Task inputs.
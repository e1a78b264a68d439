//! Phong illumination evaluated per vertex.
//!
//! `s` is the vector from the surface to the light, `v` from the surface to
//! the eye and `m` the surface normal. None of them need to be unit length.

use cgmath::prelude::*;
use cgmath::{Point3, Vector3};

use crate::color::{Channel, Color};
use crate::consts;
use crate::error::{Error, Result};
use crate::float::*;
use crate::material::{LightIntensity, Material, Reflectance};
use crate::vector::{self, VectorExt};

/// Lambertian diffuse term, the clamped cosine between `s` and `m`
pub fn lambert(s: Vector3<Float>, m: Vector3<Float>) -> Result<Float> {
    let cos = s.try_normalize()?.dot(m.try_normalize()?);
    Ok(cos.max(0.0))
}

/// Specular term using the half vector between `s` and `v`.
/// The cosine is clamped before exponentiation so a back facing half
/// vector contributes zero instead of a NaN.
pub fn phong(v: Vector3<Float>, s: Vector3<Float>, m: Vector3<Float>, f: Float) -> Result<Float> {
    let h = (s + v).try_normalize()?;
    let cos = h.dot(m.try_normalize()?).max(0.0);
    Ok(cos.powf(f))
}

/// Mirror reflection of `s` about `m`. Not used by `shade`, which works with the half vector.
pub fn reflect(s: Vector3<Float>, m: Vector3<Float>) -> Result<Vector3<Float>> {
    let m2 = m.magnitude2();
    if m2 <= consts::EPSILON * consts::EPSILON {
        return Err(Error::ZeroLengthVector);
    }
    Ok(-s + m * (2.0 * s.dot(m) / m2))
}

/// Intensity of a single channel
pub fn intensity(
    s: Vector3<Float>,
    m: Vector3<Float>,
    v: Vector3<Float>,
    light: &LightIntensity,
    coeffs: &Reflectance,
    shininess: Float,
) -> Result<Float> {
    let ambient = light.ambient * coeffs.ambient;
    let diffuse = light.diffuse * coeffs.diffuse * lambert(s, m)?;
    let specular = light.specular * coeffs.specular * phong(v, s, m, shininess)?;
    Ok(ambient + diffuse + specular)
}

/// Color of a vertex at `pos` with face normal `normal`
pub fn shade(
    material: &Material,
    pos: Point3<Float>,
    normal: Vector3<Float>,
    light: Point3<Float>,
    eye: Point3<Float>,
) -> Result<Color> {
    let s = vector::between(pos, light);
    let v = vector::between(pos, eye);
    let mut color = Color::black();
    for &channel in &Channel::ALL {
        color[channel] = intensity(
            s,
            normal,
            v,
            &material.intensity,
            material.reflectance(channel),
            material.shininess,
        )?;
    }
    Ok(color)
}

What you will do. From the line with "a single channel" to the final line of the listing, write out each line unchanged. Add nothing.

Exercise response.
/// Intensity of a single channel
pub fn intensity(
    s: Vector3<Float>,
    m: Vector3<Float>,
    v: Vector3<Float>,
    light: &LightIntensity,
    coeffs: &Reflectance,
    shininess: Float,
) -> Result<Float> {
    let ambient = light.ambient * coeffs.ambient;
    let diffuse = light.diffuse * coeffs.diffuse * lambert(s, m)?;
    let specular = light.specular * coeffs.specular * phong(v, s, m, shininess)?;
    Ok(ambient + diffuse + specular)
}

/// Color of a vertex at `pos` with face normal `normal`
pub fn shade(
    material: &Material,
    pos: Point3<Float>,
    normal: Vector3<Float>,
    light: Point3<Float>,
    eye: Point3<Float>,
) -> Result<Color> {
    let s = vector::between(pos, light);
    let v = vector::between(pos, eye);
    let mut color = Color::black();
    for &channel in &Channel::ALL {
        color[channel] = intensity(
            s,
            normal,
            v,
            &material.intensity,
            material.reflectance(channel),
            material.shininess,
        )?;
    }
    Ok(color)
}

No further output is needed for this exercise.